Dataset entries
'''
//! Request ID middleware for request tracing and correlation.
//!
//! Reuses an upstream `x-request-id` when a proxy supplied one, otherwise
//! generates a UUID v4. The ID goes into the tracing span, the Sentry scope
//! and the response headers.

use axum::{extract::Request, http::HeaderValue, middleware::Next, response::Response};
use tracing::Span;
use uuid::Uuid;

/// The HTTP header name for request IDs.
pub const REQUEST_ID_HEADER: &str = "x-request-id";

/// Longest upstream ID we accept before generating our own.
const MAX_UPSTREAM_ID_LEN: usize = 128;

fn upstream_id(request: &Request) -> Option<String> {
    request
        .headers()
        .get(REQUEST_ID_HEADER)
        .and_then(|h| h.to_str().ok())
        .map(str::trim)
        .filter(|id| !id.is_empty() && id.len() <= MAX_UPSTREAM_ID_LEN)
        .map(String::from)
}

/// Middleware that ensures every request has a request ID.
pub async fn request_id_middleware(request: Request, next: Next) -> Response {
    let request_id = upstream_id(&request).unwrap_or_else(|| Uuid::new_v4().to_string());

    Span::current().record("request_id", &request_id);
    sentry::configure_scope(|scope| {
        scope.set_tag("request_id", &request_id);
    });

    let mut response = next.run(request).await;

    if let Ok(value) = HeaderValue::from_str(&request_id) {
        response.headers_mut().insert(REQUEST_ID_HEADER, value);
    }

    response
}

#[cfg(test)]
#[allow(clippy::unwrap_used)]
mod tests {
    use axum::{Router, body::Body, middleware, routing::get};
    use tower::ServiceExt;

    use super::*;

    fn app() -> Router {
        Router::new()
            .route("/", get(|| async { "ok" }))
            .layer(middleware::from_fn(request_id_middleware))
    }

    #[tokio::test]
    async fn test_generates_id() {
        let response = app()
            .oneshot(axum::http::Request::builder().uri("/").body(Body::empty()).unwrap())
            .await
            .unwrap();

        let id = response.headers().get(REQUEST_ID_HEADER).unwrap();
        assert!(Uuid::parse_str(id.to_str().unwrap()).is_ok());
    }

    #[tokio::test]
    async fn test_keeps_upstream_id() {
        let response = app()
            .oneshot(
                axum::http::Request::builder()
                    .uri("/")
                    .header(REQUEST_ID_HEADER, "edge-42")
                    .body(Body::empty())
                    .unwrap(),
            )
            .await
            .unwrap();

        assert_eq!(response.headers().get(REQUEST_ID_HEADER).unwrap(), "edge-42");
    }
}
'''
* What the task asks: None of the records may be left out; each is to be restated exactly.

* Answer for the task:
//! Request ID middleware for request tracing and correlation.
//!
//! Reuses an upstream `x-request-id` when a proxy supplied one, otherwise
//! generates a UUID v4. The ID goes into the tracing span, the Sentry scope
//! and the response headers.

use axum::{extract::Request, http::HeaderValue, middleware::Next, response::Response};
use tracing::Span;
use uuid::Uuid;

/// The HTTP header name for request IDs.
pub const REQUEST_ID_HEADER: &str = "x-request-id";

/// Longest upstream ID we accept before generating our own.
const MAX_UPSTREAM_ID_LEN: usize = 128;

fn upstream_id(request: &Request) -> Option<String> {
    request
        .headers()
        .get(REQUEST_ID_HEADER)
        .and_then(|h| h.to_str().ok())
        .map(str::trim)
        .filter(|id| !id.is_empty() && id.len() <= MAX_UPSTREAM_ID_LEN)
        .map(String::from)
}

/// Middleware that ensures every request has a request ID.
pub async fn request_id_middleware(request: Request, next: Next) -> Response {
    let request_id = upstream_id(&request).unwrap_or_else(|| Uuid::new_v4().to_string());

    Span::current().record("request_id", &request_id);
    sentry::configure_scope(|scope| {
        scope.set_tag("request_id", &request_id);
    });

    let mut response = next.run(request).await;

    if let Ok(value) = HeaderValue::from_str(&request_id) {
        response.headers_mut().insert(REQUEST_ID_HEADER, value);
    }

    response
}

#[cfg(test)]
#[allow(clippy::unwrap_used)]
mod tests {
    use axum::{Router, body::Body, middleware, routing::get};
    use tower::ServiceExt;

    use super::*;

    fn app() -> Router {
        Router::new()
            .route("/", get(|| async { "ok" }))
            .layer(middleware::from_fn(request_id_middleware))
    }

    #[tokio::test]
    async fn test_generates_id() {
        let response = app()
            .oneshot(axum::http::Request::builder().uri("/").body(Body::empty()).unwrap())
            .await
            .unwrap();

        let id = response.headers().get(REQUEST_ID_HEADER).unwrap();
        assert!(Uuid::parse_str(id.to_str().unwrap()).is_ok());
    }

    #[tokio::test]
    async fn test_keeps_upstream_id() {
        let response = app()
            .oneshot(
                axum::http::Request::builder()
                    .uri("/")
                    .header(REQUEST_ID_HEADER, "edge-42")
                    .body(Body::empty())
                    .unwrap(),
            )
            .await
            .unwrap();

        assert_eq!(response.headers().get(REQUEST_ID_HEADER).unwrap(), "edge-42");
    }
}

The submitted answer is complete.